7. WITHHOLDING. Anything to the contrary notwithstanding, all
payments required to be made by the Company hereunder to the
Executive or the Executive's estate or beneficiaries shall be
subject to the withholding of such amounts, if any) relating
to tax and other payroll deductions as the Company may
reasonably determine it should withhold pursuant to any
applicable law or regulation. In lieu of withholding such
amounts, the Company at the Executive's request, may, in its
sole discretion, accept other arrangements, provided that: (a)

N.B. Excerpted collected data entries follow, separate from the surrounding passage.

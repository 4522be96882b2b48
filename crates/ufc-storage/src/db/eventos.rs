use chrono::{DateTime, Utc};
use serde::{Deserialize, Serialize};
use sqlx::{PgConnection, PgPool};
use ufc_core::{Evento, EventoDraft, EventoStatus, EventoTipo, LutaCard};
use uuid::Uuid;

use super::Page;

#[derive(Debug, Clone, Default)]
pub struct EventoFiltro {
    pub status: Option<EventoStatus>,
    pub tipo: Option<EventoTipo>,
}

#[derive(Debug, Clone, Deserialize)]
pub struct NovoEvento {
    pub nome: String,
    pub slug: String,
    pub ufc_slug: Option<String>,
    pub local: Option<String>,
    pub cidade: Option<String>,
    pub pais: Option<String>,
    pub data: DateTime<Utc>,
    pub status: Option<EventoStatus>,
    pub tipo: Option<EventoTipo>,
    pub poster_url: Option<String>,
}

#[derive(Debug, Clone, Copy, Default, PartialEq, Eq, Serialize)]
pub struct DeleteSummary {
    pub previsoes: u64,
    /// Leaderboard rows rebuilt or removed for the owners of those predictions.
    pub rankings_atualizados: u64,
    pub lutas: u64,
    pub comentarios: u64,
    pub analises_desvinculadas: u64,
    pub eventos: u64,
}

pub async fn list(pool: &PgPool, filtro: &EventoFiltro, page: Page) -> Result<Vec<Evento>, sqlx::Error> {
    sqlx::query_as::<_, Evento>(
        r#"
        SELECT *
          FROM eventos
         WHERE ($1::text IS NULL OR status = $1)
           AND ($2::text IS NULL OR tipo = $2)
         ORDER BY data DESC
         LIMIT $3 OFFSET $4
        "#,
    )
    .bind(filtro.status.map(|s| s.as_str()))
    .bind(filtro.tipo.map(|t| t.as_str()))
    .bind(page.limit)
    .bind(page.offset)
    .fetch_all(pool)
    .await
}

pub async fn upcoming(pool: &PgPool, limit: i64) -> Result<Vec<Evento>, sqlx::Error> {
    sqlx::query_as::<_, Evento>(
        r#"
        SELECT *
          FROM eventos
         WHERE data >= NOW() - INTERVAL '1 day'
           AND status <> 'finalizado'
         ORDER BY data ASC
         LIMIT $1
        "#,
    )
    .bind(limit)
    .fetch_all(pool)
    .await
}

pub async fn list_all(pool: &PgPool) -> Result<Vec<Evento>, sqlx::Error> {
    sqlx::query_as::<_, Evento>("SELECT * FROM eventos ORDER BY data")
        .fetch_all(pool)
        .await
}

pub async fn find_by_slug(pool: &PgPool, slug: &str) -> Result<Option<Evento>, sqlx::Error> {
    sqlx::query_as::<_, Evento>("SELECT * FROM eventos WHERE slug = $1 OR ufc_slug = $1 LIMIT 1")
        .bind(slug)
        .fetch_optional(pool)
        .await
}

pub async fn card(pool: &PgPool, evento_id: Uuid) -> Result<Vec<LutaCard>, sqlx::Error> {
    sqlx::query_as::<_, LutaCard>(
        r#"
        SELECT l.*,
               f1.nome AS lutador1_nome,
               f2.nome AS lutador2_nome
          FROM lutas l
          JOIN lutadores f1 ON f1.id = l.lutador1_id
          JOIN lutadores f2 ON f2.id = l.lutador2_id
         WHERE l.evento_id = $1
         ORDER BY l.ordem ASC
        "#,
    )
    .bind(evento_id)
    .fetch_all(pool)
    .await
}

pub async fn insert(pool: &PgPool, novo: &NovoEvento, tipo: EventoTipo) -> Result<Evento, sqlx::Error> {
    sqlx::query_as::<_, Evento>(
        r#"
        INSERT INTO eventos (id, nome, slug, ufc_slug, local, cidade, pais, data, status, tipo, poster_url)
        VALUES ($1, $2, $3, $4, $5, $6, $7, $8, $9, $10, $11)
        RETURNING *
        "#,
    )
    .bind(Uuid::new_v4())
    .bind(&novo.nome)
    .bind(&novo.slug)
    .bind(&novo.ufc_slug)
    .bind(&novo.local)
    .bind(&novo.cidade)
    .bind(&novo.pais)
    .bind(novo.data)
    .bind(novo.status.unwrap_or(EventoStatus::Agendado).as_str())
    .bind(tipo.as_str())
    .bind(&novo.poster_url)
    .fetch_one(pool)
    .await
}

/// Insert-or-refresh by slug. `tipo = None` keeps whatever type is stored.
pub async fn upsert_draft(
    pool: &PgPool,
    draft: &EventoDraft,
    data: DateTime<Utc>,
    tipo: Option<EventoTipo>,
) -> Result<Evento, sqlx::Error> {
    sqlx::query_as::<_, Evento>(
        r#"
        INSERT INTO eventos (id, nome, slug, ufc_slug, local, cidade, pais, data, status, tipo)
        VALUES ($1, $2, $3, $3, $4, $5, $6, $7, $8, COALESCE($9::text, 'Fight Night'))
        ON CONFLICT (slug) DO UPDATE
           SET nome = EXCLUDED.nome,
               local = COALESCE(EXCLUDED.local, eventos.local),
               cidade = COALESCE(EXCLUDED.cidade, eventos.cidade),
               pais = COALESCE(EXCLUDED.pais, eventos.pais),
               data = EXCLUDED.data,
               status = EXCLUDED.status,
               tipo = COALESCE($9::text, eventos.tipo),
               updated_at = NOW()
        RETURNING *
        "#,
    )
    .bind(Uuid::new_v4())
    .bind(&draft.nome)
    .bind(&draft.slug)
    .bind(&draft.local)
    .bind(&draft.cidade)
    .bind(&draft.pais)
    .bind(data)
    .bind(draft.status.as_str())
    .bind(tipo.map(|t| t.as_str()))
    .fetch_one(pool)
    .await
}

pub async fn update_nome_tipo(
    pool: &PgPool,
    id: Uuid,
    nome: &str,
    tipo: EventoTipo,
) -> Result<u64, sqlx::Error> {
    let done = sqlx::query(
        "UPDATE eventos SET nome = $2, tipo = $3, updated_at = NOW() WHERE id = $1",
    )
    .bind(id)
    .bind(nome)
    .bind(tipo.as_str())
    .execute(pool)
    .await?;
    Ok(done.rows_affected())
}

pub async fn update_text(
    pool: &PgPool,
    id: Uuid,
    nome: &str,
    local: Option<&str>,
    cidade: Option<&str>,
) -> Result<u64, sqlx::Error> {
    let done = sqlx::query(
        "UPDATE eventos SET nome = $2, local = $3, cidade = $4, updated_at = NOW() WHERE id = $1",
    )
    .bind(id)
    .bind(nome)
    .bind(local)
    .bind(cidade)
    .execute(pool)
    .await?;
    Ok(done.rows_affected())
}

/// Removes an event and everything hanging off it, children first, so no
/// fight or prediction is ever left pointing at a missing event.
pub async fn delete_with_children(conn: &mut PgConnection, evento_id: Uuid) -> Result<DeleteSummary, sqlx::Error> {
    let mut fingerprints: Vec<String> = sqlx::query_scalar(
        "DELETE FROM previsoes WHERE luta_id IN (SELECT id FROM lutas WHERE evento_id = $1) RETURNING fingerprint",
    )
    .bind(evento_id)
    .fetch_all(&mut *conn)
    .await?;
    let previsoes = fingerprints.len() as u64;
    fingerprints.sort();
    fingerprints.dedup();
    let rankings_atualizados = super::ranking::refresh(&mut *conn, &fingerprints).await?;

    let lutas = sqlx::query("DELETE FROM lutas WHERE evento_id = $1")
        .bind(evento_id)
        .execute(&mut *conn)
        .await?
        .rows_affected();

    let comentarios = sqlx::query(
        "DELETE FROM comentarios WHERE conteudo_tipo = 'evento' AND conteudo_id = $1",
    )
    .bind(evento_id)
    .execute(&mut *conn)
    .await?
    .rows_affected();

    let analises_desvinculadas = sqlx::query(
        "UPDATE analises SET evento_id = NULL, updated_at = NOW() WHERE evento_id = $1",
    )
    .bind(evento_id)
    .execute(&mut *conn)
    .await?
    .rows_affected();

    let eventos = sqlx::query("DELETE FROM eventos WHERE id = $1")
        .bind(evento_id)
        .execute(&mut *conn)
        .await?
        .rows_affected();

    Ok(DeleteSummary {
        previsoes,
        rankings_atualizados,
        lutas,
        comentarios,
        analises_desvinculadas,
        eventos,
    })
}
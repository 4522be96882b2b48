//! JSON routes under `/api`.

use std::sync::Arc;

use axum::extract::State;
use axum::routing::{get, post, put};
use axum::{Json, Router};
use serde_json::{json, Value};
use ufc_sync::SyncReport;

use crate::auth::{self, AdminUser};
use crate::error::ApiResult;
use crate::AppState;

mod analises;
mod comentarios;
mod eventos;
mod lutadores;
mod noticias;
mod previsoes;

pub fn router() -> Router<Arc<AppState>> {
    Router::new()
        .route("/health", get(health))
        .route("/eventos", get(eventos::list).post(eventos::create))
        .route("/eventos/{slug}", get(eventos::show))
        .route("/lutadores", get(lutadores::list).post(lutadores::create))
        .route("/lutadores/{slug}", get(lutadores::show))
        .route("/lutas", post(lutadores::create_luta))
        .route("/lutas/{id}", get(lutadores::show_luta))
        .route("/lutas/{id}/resultado", put(lutadores::record_result))
        .route("/noticias", get(noticias::list).post(noticias::create))
        .route("/noticias/contagens", get(noticias::counts))
        .route("/noticias/{id}", get(noticias::show))
        .route("/analises", get(analises::list).post(analises::create))
        .route("/analises/{slug}", get(analises::show))
        .route("/previsoes", get(previsoes::list).post(previsoes::upsert))
        .route("/ranking", get(previsoes::ranking))
        .route("/comentarios", get(comentarios::list).post(comentarios::create))
        .route("/comentarios/{id}/reportar", post(comentarios::report))
        .route("/auth/login", post(auth::login))
        .route("/auth/me", get(auth::me))
        .route("/auth/logout", post(auth::logout))
        .route("/sync", post(sync))
}

async fn health() -> Json<Value> {
    Json(json!({ "status": "ok" }))
}

async fn sync(State(state): State<Arc<AppState>>, AdminUser(admin): AdminUser) -> ApiResult<SyncReport> {
    tracing::info!(admin = %admin.email, "sync requested");
    let report = state.pipeline.sync_news(&state.pool).await?;
    Ok(Json(report))
}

the Company is satisfied that such other arrangements will
satisfy such tax and other payroll obligations in a manner
complying with applicable law or regulation; and (b) the
Executive shall indemnify the Company against all fines,
penalties and costs (including attorneys' fees) in the amount
that such other arrangements do not so comply.
8. NOTICES. All notices, requests, demands or other
communications by the terms hereof required or permitted to be
given by one party to another shall be given in writing by
personal delivery , by telecopier or by regular mail, postage
prepaid, addressed to such other party or delivered to such
other party as follows:
9
If to the Company: ________________________________
________________________________
________________________________
________________________________
If to Executive: ________________________________
________________________________
________________________________
________________________________
or at such other address or telecopy number as may be given by any of them to
the others in writing from time to time and such notices, requests, demands or
other communication shall be deemed to have been received when hand delivered,
on the Business Day after the date telecopied (with receipt confirmed) or, if
mailed, the fourth Business Day following the day of the mailing thereof,
provided that if any such notice, request, demand or other communication shall
have been mailed and if regular mail service shall be interrupted by strikes or
other irregularities, such notice, request, demand or other communication shall
be deemed to have been received on the fourth Business Day following the
resumption of normal mail service.
9. ENTIRE AGREEMENT. This Agreement, sets forth the entire
agreement and understanding between the parties, and merge and
supersede all prior discussions, agreements and understandings
of every kind and nature among them as to the subject matter
hereof
10. AMENDMENTS TO AGREEMENT. This Agreement shall not be amended
except by a writing signed by each party to the Agreement, and
this Agreement may not be discharged except by performance in
accordance with its terms or by a writing signed by each party
to the Agreement.
11. U.S. DOLLARS. All dollar amounts in this Agreement are stated
in United States Dollars.
12. GOVERNING LAW. THIS AGREEMENT AND ITS VALIDITY, CONSTRUCTION
AND PERFORMANC SHALL BE GOVERNED IN ALL RESPECTS BY THE LAWS
OF FLORIDA, WITHOUT GIVING EFFECT TO PRINCIPLES OF CONFLICTS
OF LAW.
13. SUCCESSORS AND ASSIGNS. This Agreement shall be binding upon
and shall inure to the benefit of the parties hereto and their
respective successors and permitted assigns. This Agreement
may not be assigned by the Executive without the prior written
consent of the Company. This Agreement may be assigned by the
Company in connection with the sale, transfer or other
disposition of all or substantially all of the Company's
assets or business.
10
14. PRONOUNS. Whenever the context requires, the use in this
Agreement of a pronoun of any gender shall be deemed to refer
also to any other gender, and the use of the singular shall be
deemed to refer also to the plural.
15. HEADINGS. The headings of this Agreement are inserted for
convenience of reference only and shall not constitute a part
hereof.
16. ATTORNEYS' FEES. If any action or proceeding is brought in any
court by any party to enforce any provision of this Agreement,
the prevailing party shall be entitled to recover from the
non-prevailing party all of its reasonable costs and expenses
incurred in connection with such action, including attorneys'
fees.
17. CALCULATION OF TIME PERIODS. When calculating the period of
time within which or following which any act is to be done or
step taken pursuant to this Agreement, the date which is the
reference date in calculating such period shall be excluded.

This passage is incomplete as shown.